▶ SUPPLIED INFORMATION:
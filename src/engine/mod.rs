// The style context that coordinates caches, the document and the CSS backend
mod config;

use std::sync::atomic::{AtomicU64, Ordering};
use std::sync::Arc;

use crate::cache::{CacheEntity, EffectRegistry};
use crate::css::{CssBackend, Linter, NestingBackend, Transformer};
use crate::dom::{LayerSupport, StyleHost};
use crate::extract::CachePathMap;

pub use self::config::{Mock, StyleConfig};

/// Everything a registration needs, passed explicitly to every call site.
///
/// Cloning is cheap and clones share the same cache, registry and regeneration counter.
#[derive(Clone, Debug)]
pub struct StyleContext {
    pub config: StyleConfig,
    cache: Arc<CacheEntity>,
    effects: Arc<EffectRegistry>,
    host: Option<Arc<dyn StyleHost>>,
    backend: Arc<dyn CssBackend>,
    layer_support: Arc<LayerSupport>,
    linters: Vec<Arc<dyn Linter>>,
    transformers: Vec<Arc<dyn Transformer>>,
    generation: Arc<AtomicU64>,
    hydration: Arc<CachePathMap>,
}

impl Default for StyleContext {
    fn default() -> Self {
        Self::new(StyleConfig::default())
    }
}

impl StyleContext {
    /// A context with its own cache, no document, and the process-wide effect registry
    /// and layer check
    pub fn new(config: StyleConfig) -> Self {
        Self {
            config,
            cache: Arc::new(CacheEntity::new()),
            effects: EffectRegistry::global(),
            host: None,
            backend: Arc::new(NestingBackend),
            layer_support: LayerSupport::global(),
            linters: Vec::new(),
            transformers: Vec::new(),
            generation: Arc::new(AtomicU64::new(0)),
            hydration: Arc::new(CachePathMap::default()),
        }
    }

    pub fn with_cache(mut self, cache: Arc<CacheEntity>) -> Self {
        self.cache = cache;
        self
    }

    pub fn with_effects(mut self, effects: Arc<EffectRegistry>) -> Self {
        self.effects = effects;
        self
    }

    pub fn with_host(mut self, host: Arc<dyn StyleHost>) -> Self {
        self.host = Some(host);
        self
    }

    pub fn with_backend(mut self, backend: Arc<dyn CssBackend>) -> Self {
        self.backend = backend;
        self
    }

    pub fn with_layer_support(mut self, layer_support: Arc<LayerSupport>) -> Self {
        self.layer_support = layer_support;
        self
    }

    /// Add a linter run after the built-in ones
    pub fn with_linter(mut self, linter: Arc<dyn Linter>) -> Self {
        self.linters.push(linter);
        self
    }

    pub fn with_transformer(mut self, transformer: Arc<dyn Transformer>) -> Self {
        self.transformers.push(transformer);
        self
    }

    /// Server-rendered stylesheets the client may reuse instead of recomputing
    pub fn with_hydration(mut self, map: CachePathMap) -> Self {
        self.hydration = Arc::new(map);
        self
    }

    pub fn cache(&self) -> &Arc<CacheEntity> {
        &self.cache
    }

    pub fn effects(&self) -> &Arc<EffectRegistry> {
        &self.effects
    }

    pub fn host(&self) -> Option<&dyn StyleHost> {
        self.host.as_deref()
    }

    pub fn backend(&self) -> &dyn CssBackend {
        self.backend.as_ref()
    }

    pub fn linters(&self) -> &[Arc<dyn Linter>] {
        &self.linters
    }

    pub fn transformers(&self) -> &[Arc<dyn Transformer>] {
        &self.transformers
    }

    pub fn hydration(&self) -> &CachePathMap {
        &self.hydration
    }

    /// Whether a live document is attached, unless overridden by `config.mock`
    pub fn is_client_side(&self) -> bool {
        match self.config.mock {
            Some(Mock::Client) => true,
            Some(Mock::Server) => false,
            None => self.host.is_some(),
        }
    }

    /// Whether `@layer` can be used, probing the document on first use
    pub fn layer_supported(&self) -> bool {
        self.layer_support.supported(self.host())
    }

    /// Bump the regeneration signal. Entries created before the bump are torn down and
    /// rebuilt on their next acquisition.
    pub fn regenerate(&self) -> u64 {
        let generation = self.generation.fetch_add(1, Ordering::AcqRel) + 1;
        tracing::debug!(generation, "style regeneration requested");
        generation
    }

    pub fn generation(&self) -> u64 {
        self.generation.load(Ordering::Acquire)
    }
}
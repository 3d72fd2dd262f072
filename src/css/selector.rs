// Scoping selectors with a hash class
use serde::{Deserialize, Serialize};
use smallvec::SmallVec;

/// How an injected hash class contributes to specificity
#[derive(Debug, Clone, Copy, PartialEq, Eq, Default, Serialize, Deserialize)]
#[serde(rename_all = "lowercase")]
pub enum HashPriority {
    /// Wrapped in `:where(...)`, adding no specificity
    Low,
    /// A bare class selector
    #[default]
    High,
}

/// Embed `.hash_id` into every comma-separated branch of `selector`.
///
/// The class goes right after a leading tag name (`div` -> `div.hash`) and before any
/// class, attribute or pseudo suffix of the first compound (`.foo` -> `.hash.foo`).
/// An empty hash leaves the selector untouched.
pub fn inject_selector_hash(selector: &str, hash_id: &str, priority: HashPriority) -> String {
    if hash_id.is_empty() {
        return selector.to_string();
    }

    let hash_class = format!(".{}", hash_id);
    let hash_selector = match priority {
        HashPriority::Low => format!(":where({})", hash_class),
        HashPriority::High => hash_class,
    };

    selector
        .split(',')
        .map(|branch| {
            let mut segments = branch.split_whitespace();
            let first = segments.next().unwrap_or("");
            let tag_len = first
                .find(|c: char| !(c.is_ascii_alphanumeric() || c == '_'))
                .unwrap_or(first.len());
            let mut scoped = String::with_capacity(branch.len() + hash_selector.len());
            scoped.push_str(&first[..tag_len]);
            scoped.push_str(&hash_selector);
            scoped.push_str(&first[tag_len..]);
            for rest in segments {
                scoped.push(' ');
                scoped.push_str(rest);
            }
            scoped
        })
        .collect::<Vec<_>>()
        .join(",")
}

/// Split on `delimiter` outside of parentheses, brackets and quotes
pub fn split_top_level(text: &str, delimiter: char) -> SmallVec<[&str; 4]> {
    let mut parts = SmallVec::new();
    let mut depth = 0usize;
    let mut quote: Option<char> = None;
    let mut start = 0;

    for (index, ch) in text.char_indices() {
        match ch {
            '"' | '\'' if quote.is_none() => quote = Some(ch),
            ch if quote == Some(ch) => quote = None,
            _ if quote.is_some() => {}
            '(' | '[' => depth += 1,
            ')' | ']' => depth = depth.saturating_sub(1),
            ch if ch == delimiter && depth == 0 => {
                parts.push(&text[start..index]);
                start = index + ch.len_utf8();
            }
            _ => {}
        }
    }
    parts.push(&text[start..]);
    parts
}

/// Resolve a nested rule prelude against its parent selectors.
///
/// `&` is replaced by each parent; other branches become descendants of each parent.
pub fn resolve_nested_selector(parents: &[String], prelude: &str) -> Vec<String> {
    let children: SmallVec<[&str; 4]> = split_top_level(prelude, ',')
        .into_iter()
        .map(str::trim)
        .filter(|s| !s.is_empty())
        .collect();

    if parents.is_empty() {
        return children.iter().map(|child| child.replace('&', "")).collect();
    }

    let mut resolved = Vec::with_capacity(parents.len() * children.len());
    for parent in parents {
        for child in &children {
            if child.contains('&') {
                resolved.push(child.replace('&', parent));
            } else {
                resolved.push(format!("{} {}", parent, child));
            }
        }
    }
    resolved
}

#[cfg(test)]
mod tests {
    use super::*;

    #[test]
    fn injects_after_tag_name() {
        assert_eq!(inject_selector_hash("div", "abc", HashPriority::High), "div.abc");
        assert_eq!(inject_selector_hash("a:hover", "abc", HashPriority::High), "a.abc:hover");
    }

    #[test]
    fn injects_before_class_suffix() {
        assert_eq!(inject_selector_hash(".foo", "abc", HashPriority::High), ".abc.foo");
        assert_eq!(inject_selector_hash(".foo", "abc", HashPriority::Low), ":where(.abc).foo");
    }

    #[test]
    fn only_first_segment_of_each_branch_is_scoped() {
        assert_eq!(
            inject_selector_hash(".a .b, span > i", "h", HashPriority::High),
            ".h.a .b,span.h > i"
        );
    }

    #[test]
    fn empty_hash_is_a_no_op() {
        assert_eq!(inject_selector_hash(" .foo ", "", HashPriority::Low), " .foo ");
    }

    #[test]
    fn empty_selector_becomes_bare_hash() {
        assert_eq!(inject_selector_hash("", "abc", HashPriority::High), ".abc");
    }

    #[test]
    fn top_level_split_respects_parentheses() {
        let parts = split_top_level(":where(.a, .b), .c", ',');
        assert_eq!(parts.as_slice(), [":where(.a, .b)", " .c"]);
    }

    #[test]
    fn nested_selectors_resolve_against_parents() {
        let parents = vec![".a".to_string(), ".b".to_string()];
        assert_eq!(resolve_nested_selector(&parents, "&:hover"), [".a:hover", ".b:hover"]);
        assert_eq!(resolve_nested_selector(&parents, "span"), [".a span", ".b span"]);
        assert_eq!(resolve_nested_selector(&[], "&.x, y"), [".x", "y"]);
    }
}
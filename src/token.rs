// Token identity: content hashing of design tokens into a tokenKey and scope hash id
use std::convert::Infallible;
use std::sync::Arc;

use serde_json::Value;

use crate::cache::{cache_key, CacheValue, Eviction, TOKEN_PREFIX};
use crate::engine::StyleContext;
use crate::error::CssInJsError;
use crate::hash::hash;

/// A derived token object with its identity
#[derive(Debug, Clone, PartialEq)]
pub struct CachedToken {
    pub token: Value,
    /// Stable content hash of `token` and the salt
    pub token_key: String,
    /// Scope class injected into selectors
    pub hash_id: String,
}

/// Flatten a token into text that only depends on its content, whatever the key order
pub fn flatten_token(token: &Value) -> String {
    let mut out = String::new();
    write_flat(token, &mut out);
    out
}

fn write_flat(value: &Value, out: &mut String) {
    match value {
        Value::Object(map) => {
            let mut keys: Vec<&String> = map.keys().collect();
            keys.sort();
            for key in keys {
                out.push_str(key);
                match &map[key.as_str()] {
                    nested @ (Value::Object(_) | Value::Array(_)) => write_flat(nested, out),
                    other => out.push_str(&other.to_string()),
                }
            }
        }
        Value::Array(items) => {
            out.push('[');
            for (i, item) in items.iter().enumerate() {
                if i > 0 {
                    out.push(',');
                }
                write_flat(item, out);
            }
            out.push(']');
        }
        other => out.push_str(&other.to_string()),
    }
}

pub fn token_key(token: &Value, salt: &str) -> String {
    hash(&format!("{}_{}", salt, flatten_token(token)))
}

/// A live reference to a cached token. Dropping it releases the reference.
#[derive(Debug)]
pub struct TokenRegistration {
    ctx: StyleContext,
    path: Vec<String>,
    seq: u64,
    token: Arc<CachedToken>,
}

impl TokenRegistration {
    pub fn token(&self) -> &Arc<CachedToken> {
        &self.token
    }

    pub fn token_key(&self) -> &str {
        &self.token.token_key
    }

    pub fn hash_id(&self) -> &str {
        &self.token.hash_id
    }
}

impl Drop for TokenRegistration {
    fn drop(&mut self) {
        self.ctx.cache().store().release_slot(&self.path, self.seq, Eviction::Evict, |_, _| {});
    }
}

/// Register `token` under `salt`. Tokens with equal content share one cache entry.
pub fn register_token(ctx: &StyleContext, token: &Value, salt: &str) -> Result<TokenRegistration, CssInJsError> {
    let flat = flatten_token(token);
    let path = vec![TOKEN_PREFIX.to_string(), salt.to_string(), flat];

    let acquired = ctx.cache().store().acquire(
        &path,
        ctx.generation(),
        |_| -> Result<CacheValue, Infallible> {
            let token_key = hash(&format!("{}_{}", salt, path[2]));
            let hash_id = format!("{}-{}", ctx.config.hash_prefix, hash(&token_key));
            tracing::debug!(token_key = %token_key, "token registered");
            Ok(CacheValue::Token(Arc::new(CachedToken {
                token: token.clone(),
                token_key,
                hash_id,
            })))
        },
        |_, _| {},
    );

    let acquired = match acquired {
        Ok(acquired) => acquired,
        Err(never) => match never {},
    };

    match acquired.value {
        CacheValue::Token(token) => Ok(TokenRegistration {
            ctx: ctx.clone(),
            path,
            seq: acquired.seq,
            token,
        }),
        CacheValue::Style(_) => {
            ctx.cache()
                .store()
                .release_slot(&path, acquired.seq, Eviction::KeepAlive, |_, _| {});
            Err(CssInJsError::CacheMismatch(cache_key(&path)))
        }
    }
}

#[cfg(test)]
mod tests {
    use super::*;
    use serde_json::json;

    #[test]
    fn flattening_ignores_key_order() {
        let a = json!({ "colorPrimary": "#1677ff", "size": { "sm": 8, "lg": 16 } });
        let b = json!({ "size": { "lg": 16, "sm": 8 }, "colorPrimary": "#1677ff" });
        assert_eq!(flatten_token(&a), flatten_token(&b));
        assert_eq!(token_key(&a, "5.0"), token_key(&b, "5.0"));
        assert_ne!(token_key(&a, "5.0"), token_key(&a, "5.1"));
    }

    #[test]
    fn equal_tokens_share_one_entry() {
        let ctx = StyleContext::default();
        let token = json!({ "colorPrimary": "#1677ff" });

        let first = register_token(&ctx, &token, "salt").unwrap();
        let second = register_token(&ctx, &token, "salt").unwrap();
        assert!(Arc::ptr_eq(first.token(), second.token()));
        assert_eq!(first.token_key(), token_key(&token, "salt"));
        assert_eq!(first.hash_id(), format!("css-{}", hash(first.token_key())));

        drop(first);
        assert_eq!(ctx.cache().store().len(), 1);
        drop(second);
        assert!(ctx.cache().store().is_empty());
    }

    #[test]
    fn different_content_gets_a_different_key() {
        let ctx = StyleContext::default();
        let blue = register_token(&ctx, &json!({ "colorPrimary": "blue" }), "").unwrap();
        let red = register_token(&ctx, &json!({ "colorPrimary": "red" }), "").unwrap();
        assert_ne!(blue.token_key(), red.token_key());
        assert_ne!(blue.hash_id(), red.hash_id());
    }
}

▶ DESCRIPTION OF THE TASK:
Above are the records; report each line in them that includes the word "Server".

▶ YOUR RESPONSE:
    /// Server-rendered stylesheets the client may reuse instead of recomputing
            Some(Mock::Server) => false,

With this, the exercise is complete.